### [THE PROBLEM]
Scan the records for the line containing "use anyhow::Result;"; extract it and all later lines, verbatim, through the end, and nothing before it.
-------- RECORDS
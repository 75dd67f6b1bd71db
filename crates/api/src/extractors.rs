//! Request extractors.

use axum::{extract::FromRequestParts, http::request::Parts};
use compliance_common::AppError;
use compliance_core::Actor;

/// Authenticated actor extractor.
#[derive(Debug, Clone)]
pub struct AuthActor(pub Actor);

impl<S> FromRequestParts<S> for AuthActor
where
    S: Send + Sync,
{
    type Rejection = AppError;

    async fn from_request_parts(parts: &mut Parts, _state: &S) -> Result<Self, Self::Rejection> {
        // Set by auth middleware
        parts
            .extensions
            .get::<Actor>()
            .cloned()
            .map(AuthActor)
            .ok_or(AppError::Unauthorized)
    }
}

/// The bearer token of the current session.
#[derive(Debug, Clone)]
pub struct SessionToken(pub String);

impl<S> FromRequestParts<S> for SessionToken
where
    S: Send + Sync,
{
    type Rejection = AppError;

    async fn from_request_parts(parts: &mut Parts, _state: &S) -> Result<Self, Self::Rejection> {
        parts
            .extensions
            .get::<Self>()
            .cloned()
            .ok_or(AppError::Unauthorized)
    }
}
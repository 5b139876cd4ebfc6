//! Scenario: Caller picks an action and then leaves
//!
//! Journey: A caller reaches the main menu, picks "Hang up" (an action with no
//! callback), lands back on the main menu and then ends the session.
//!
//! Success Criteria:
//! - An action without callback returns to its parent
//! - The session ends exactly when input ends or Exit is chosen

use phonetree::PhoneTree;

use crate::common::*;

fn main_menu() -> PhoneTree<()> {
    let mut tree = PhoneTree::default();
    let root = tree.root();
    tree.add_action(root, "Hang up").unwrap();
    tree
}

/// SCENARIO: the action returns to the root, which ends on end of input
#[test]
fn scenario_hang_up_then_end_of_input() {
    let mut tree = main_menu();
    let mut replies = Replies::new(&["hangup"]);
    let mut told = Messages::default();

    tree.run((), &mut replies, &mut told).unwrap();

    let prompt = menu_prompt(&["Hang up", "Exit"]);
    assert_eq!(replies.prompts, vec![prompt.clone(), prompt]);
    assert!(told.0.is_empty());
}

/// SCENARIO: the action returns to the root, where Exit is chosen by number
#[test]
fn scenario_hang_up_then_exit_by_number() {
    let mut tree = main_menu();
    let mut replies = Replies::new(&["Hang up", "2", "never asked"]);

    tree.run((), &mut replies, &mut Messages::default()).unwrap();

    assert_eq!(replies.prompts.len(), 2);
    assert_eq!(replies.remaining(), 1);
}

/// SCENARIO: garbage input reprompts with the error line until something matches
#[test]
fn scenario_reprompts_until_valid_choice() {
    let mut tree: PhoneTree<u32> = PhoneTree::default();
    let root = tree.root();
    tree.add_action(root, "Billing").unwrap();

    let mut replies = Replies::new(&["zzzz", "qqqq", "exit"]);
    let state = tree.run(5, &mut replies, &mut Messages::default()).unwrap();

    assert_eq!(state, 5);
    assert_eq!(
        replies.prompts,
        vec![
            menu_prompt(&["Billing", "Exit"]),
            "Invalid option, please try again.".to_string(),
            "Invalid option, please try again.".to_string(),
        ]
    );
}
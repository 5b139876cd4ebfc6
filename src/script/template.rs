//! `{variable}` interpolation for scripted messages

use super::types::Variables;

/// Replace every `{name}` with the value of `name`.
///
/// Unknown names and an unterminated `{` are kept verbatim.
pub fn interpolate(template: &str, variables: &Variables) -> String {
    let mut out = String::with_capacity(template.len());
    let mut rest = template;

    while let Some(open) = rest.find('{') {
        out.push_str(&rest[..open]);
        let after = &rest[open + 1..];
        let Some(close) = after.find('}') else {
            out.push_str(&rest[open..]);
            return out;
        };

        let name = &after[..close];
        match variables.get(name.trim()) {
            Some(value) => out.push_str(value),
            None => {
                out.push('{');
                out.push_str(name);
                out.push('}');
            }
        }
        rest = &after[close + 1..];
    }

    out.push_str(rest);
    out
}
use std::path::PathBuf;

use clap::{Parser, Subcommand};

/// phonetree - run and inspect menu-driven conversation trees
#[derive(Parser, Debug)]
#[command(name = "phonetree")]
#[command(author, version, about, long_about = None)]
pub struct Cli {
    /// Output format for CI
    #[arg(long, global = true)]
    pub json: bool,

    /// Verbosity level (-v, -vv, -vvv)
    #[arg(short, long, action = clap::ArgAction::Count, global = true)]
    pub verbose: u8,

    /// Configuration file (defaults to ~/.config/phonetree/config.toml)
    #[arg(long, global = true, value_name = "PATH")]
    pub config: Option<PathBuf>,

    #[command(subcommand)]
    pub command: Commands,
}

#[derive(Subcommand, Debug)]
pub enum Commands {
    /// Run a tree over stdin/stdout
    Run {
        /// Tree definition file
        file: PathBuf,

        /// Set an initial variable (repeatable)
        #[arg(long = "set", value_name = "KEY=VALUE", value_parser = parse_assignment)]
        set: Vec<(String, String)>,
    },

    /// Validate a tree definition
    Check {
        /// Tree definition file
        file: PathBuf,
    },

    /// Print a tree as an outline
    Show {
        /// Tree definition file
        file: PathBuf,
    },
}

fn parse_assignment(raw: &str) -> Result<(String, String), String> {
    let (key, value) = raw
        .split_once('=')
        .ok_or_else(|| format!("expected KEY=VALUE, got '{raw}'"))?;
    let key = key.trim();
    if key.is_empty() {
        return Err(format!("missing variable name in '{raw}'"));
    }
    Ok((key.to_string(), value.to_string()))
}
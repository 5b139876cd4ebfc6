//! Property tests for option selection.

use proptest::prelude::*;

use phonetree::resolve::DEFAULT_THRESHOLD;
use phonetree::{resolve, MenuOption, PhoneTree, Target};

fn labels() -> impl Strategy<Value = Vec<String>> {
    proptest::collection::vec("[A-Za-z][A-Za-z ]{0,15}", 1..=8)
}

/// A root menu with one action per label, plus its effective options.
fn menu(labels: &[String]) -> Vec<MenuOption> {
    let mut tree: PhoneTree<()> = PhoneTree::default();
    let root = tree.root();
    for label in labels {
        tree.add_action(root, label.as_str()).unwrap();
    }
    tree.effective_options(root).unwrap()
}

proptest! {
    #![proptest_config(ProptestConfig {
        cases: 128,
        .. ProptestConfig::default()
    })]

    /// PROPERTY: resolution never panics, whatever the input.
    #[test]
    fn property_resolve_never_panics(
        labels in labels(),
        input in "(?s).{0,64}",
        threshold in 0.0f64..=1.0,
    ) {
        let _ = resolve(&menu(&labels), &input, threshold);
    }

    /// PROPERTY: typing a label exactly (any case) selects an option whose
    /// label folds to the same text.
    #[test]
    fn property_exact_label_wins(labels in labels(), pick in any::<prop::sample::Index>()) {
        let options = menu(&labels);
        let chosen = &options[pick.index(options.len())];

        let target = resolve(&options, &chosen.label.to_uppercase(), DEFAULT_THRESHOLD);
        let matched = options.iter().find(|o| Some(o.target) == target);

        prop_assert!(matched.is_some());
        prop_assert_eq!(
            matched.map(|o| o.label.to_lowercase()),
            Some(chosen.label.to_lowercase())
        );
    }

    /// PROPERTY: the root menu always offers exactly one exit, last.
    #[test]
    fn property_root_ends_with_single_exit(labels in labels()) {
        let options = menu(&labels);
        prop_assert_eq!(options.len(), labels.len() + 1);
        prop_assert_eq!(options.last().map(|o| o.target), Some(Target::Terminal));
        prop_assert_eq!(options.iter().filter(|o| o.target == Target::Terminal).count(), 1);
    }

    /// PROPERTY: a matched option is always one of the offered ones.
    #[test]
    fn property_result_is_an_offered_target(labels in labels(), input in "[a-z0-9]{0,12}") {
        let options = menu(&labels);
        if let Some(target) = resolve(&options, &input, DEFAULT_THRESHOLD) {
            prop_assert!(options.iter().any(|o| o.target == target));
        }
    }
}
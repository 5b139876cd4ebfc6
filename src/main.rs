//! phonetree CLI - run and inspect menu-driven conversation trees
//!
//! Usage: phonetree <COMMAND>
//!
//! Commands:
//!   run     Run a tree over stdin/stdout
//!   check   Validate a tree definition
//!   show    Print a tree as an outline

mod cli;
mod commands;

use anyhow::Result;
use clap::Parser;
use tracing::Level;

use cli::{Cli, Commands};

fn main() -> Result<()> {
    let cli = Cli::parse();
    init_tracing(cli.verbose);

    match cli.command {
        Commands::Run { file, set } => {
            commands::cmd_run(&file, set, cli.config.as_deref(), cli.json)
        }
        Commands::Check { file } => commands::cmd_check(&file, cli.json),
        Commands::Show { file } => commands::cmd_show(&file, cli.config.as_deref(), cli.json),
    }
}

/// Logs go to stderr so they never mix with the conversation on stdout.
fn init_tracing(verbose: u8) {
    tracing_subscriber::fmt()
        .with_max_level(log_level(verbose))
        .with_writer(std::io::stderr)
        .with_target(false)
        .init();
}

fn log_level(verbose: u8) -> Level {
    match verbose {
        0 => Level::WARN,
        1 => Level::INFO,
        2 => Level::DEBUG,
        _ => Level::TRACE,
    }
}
----------------
### [WRITTEN ANSWER]
use anyhow::Result;
use clap::Parser;
use tracing::Level;

use cli::{Cli, Commands};

fn main() -> Result<()> {
    let cli = Cli::parse();
    init_tracing(cli.verbose);

    match cli.command {
        Commands::Run { file, set } => {
            commands::cmd_run(&file, set, cli.config.as_deref(), cli.json)
        }
        Commands::Check { file } => commands::cmd_check(&file, cli.json),
        Commands::Show { file } => commands::cmd_show(&file, cli.config.as_deref(), cli.json),
    }
}

/// Logs go to stderr so they never mix with the conversation on stdout.
fn init_tracing(verbose: u8) {
    tracing_subscriber::fmt()
        .with_max_level(log_level(verbose))
        .with_writer(std::io::stderr)
        .with_target(false)
        .init();
}

fn log_level(verbose: u8) -> Level {
    match verbose {
        0 => Level::WARN,
        1 => Level::INFO,
        2 => Level::DEBUG,
        _ => Level::TRACE,
    }
}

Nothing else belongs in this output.